▼▼▼

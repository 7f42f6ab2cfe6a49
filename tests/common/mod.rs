//! Shared helpers for integration tests
#![allow(dead_code)]

use async_trait::async_trait;
use axum::{
    body::Body,
    http::{header, Method, Request, StatusCode},
    Router,
};
use chrono::Duration;
use linkshelf::api::{build_router, AppState};
use linkshelf::auth::{CredentialRecord, PasswordHasher, SigningDomain, TokenService, UserStore};
use linkshelf::core::config::ServerConfig;
use linkshelf::core::Result;
use linkshelf::db::{DatabaseManager, UserRepository};
use serde_json::Value;
use std::sync::Arc;
use tower::util::ServiceExt; // For oneshot method

pub const ACCESS_SECRET: &[u8] = b"integration-access-secret-0123456789";
pub const REFRESH_SECRET: &[u8] = b"integration-refresh-secret-0123456789";

pub fn token_service() -> TokenService {
    TokenService::new(
        SigningDomain::new(ACCESS_SECRET, Duration::minutes(15)),
        SigningDomain::new(REFRESH_SECRET, Duration::days(7)),
    )
}

fn server_config() -> ServerConfig {
    ServerConfig {
        host: "127.0.0.1".to_string(),
        port: 0,
        request_timeout: 10,
        lookup_timeout_ms: 2000,
    }
}

/// State backed by a fresh in-memory database
pub fn sqlite_state(tokens: TokenService) -> AppState {
    let db = Arc::new(DatabaseManager::new_in_memory().expect("in-memory db"));
    let store: Arc<dyn UserStore> = Arc::new(UserRepository::new(db.clone()));
    state_with_store(db, store, tokens, server_config().lookup_timeout())
}

pub fn state_with_store(
    db: Arc<DatabaseManager>,
    store: Arc<dyn UserStore>,
    tokens: TokenService,
    lookup_timeout: std::time::Duration,
) -> AppState {
    AppState::new(
        db,
        store,
        Arc::new(tokens),
        PasswordHasher::with_cost(4),
        lookup_timeout,
    )
}

pub fn app(state: AppState) -> Router {
    build_router(state, &server_config(), &["*".to_string()])
}

pub fn test_app() -> Router {
    app(sqlite_state(token_service()))
}

/// Store whose lookups never finish in time
pub struct SlowStore {
    pub delay: std::time::Duration,
}

#[async_trait]
impl UserStore for SlowStore {
    async fn find_by_email(&self, _email: &str) -> Result<Option<CredentialRecord>> {
        tokio::time::sleep(self.delay).await;
        Ok(None)
    }

    async fn find_by_id(&self, _id: &str) -> Result<Option<CredentialRecord>> {
        tokio::time::sleep(self.delay).await;
        Ok(None)
    }

    async fn create(&self, email: &str, password_hash: &str) -> Result<CredentialRecord> {
        tokio::time::sleep(self.delay).await;
        Ok(CredentialRecord {
            id: "slow".to_string(),
            email: email.to_string(),
            password_hash: password_hash.to_string(),
        })
    }
}

/// Send one request and return the status plus parsed JSON body (Null if empty)
pub async fn send(
    app: &Router,
    method: Method,
    uri: &str,
    bearer: Option<&str>,
    body: Option<Value>,
) -> (StatusCode, Value) {
    let mut builder = Request::builder().method(method).uri(uri);
    if let Some(token) = bearer {
        builder = builder.header(header::AUTHORIZATION, format!("Bearer {}", token));
    }
    let request = match body {
        Some(json) => builder
            .header(header::CONTENT_TYPE, "application/json")
            .body(Body::from(json.to_string()))
            .unwrap(),
        None => builder.body(Body::empty()).unwrap(),
    };

    send_request(app, request).await
}

pub async fn send_request(app: &Router, request: Request<Body>) -> (StatusCode, Value) {
    let response = app.clone().oneshot(request).await.unwrap();
    let status = response.status();
    let bytes = axum::body::to_bytes(response.into_body(), usize::MAX)
        .await
        .unwrap();
    let value = if bytes.is_empty() {
        Value::Null
    } else {
        serde_json::from_slice(&bytes).unwrap_or(Value::Null)
    };
    (status, value)
}

pub fn credentials(email: &str, password: &str) -> Value {
    serde_json::json!({ "email": email, "password": password })
}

▲▲▲

» Goal of the exercise: If a line of the data above contains "UserStore", copy it out.

» Response box:
use linkshelf::auth::{CredentialRecord, PasswordHasher, SigningDomain, TokenService, UserStore};
    let store: Arc<dyn UserStore> = Arc::new(UserRepository::new(db.clone()));
    store: Arc<dyn UserStore>,
impl UserStore for SlowStore {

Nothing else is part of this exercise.